WHAT THE TASK ASKS >>
When you reach the line containing "Self::default()" in the data below, begin returning lines exactly as written, and stop once the line containing "absent or malformed." has been returned.

── INPUT DATA

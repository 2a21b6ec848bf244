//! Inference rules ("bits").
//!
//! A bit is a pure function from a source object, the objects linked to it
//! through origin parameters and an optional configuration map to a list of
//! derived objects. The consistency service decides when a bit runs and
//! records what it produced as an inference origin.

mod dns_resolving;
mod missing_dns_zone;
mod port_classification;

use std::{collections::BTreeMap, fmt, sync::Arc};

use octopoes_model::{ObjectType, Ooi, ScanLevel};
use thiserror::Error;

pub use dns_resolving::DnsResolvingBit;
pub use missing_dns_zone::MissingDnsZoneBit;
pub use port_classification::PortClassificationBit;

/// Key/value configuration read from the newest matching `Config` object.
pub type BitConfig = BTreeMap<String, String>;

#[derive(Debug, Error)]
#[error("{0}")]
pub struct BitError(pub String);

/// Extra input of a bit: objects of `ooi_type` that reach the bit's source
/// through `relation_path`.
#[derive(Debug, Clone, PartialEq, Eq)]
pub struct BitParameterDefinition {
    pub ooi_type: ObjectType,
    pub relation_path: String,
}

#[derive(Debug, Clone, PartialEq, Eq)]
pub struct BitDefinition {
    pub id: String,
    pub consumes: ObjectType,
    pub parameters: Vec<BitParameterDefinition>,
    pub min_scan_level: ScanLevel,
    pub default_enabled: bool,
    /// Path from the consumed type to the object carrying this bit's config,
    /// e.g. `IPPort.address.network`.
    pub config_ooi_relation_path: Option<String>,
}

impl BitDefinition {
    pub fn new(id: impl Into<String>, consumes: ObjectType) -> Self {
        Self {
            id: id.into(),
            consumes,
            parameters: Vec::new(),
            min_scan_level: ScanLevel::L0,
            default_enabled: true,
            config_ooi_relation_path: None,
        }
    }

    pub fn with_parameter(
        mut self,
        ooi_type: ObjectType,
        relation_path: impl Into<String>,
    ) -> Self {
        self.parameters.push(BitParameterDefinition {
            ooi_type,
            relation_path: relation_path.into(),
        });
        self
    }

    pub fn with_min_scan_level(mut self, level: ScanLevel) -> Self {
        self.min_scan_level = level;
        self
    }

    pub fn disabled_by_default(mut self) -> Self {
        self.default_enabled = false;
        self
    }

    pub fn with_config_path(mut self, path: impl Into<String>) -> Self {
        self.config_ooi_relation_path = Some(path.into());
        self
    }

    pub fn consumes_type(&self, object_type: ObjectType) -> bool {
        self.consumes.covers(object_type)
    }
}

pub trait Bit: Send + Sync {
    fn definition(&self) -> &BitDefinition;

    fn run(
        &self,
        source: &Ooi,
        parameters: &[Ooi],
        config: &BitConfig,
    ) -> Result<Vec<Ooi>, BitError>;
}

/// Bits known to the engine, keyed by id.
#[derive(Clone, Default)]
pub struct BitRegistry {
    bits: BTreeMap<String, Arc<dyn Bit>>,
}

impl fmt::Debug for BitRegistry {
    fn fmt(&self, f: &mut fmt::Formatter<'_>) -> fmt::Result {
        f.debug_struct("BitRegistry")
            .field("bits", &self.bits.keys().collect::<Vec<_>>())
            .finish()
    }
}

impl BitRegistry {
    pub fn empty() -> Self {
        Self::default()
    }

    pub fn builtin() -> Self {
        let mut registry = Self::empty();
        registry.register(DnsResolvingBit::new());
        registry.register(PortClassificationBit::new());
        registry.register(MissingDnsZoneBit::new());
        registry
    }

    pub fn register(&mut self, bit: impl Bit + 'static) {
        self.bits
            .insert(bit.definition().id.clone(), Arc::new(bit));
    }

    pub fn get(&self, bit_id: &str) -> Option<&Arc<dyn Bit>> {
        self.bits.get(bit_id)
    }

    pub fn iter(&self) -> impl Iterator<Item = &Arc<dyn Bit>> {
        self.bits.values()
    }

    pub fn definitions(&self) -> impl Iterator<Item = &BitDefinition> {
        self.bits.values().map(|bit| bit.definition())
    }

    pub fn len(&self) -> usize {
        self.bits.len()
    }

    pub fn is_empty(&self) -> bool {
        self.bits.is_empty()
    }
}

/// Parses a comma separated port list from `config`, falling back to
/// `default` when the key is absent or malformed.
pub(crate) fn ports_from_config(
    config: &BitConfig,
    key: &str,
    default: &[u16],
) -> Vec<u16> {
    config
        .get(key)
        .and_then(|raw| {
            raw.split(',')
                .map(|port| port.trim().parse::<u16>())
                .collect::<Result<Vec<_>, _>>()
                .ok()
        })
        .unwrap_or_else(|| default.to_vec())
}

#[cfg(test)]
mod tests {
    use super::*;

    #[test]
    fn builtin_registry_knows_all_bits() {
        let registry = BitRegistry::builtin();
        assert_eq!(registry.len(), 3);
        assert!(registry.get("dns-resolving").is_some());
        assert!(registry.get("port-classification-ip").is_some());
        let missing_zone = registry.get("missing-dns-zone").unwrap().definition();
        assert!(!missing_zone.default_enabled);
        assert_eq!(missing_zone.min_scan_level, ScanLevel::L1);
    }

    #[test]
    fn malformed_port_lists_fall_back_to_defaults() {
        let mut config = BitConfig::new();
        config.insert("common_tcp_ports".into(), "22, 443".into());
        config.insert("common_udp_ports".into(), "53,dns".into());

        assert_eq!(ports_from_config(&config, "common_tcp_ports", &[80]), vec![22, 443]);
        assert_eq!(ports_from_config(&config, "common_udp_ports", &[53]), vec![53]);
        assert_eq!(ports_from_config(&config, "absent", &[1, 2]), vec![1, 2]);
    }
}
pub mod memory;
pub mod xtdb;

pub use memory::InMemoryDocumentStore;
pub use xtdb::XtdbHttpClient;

────

REPLY >>
        Self::default()
    }

    pub fn builtin() -> Self {
        let mut registry = Self::empty();
        registry.register(DnsResolvingBit::new());
        registry.register(PortClassificationBit::new());
        registry.register(MissingDnsZoneBit::new());
        registry
    }

    pub fn register(&mut self, bit: impl Bit + 'static) {
        self.bits
            .insert(bit.definition().id.clone(), Arc::new(bit));
    }

    pub fn get(&self, bit_id: &str) -> Option<&Arc<dyn Bit>> {
        self.bits.get(bit_id)
    }

    pub fn iter(&self) -> impl Iterator<Item = &Arc<dyn Bit>> {
        self.bits.values()
    }

    pub fn definitions(&self) -> impl Iterator<Item = &BitDefinition> {
        self.bits.values().map(|bit| bit.definition())
    }

    pub fn len(&self) -> usize {
        self.bits.len()
    }

    pub fn is_empty(&self) -> bool {
        self.bits.is_empty()
    }
}

/// Parses a comma separated port list from `config`, falling back to
/// `default` when the key is absent or malformed.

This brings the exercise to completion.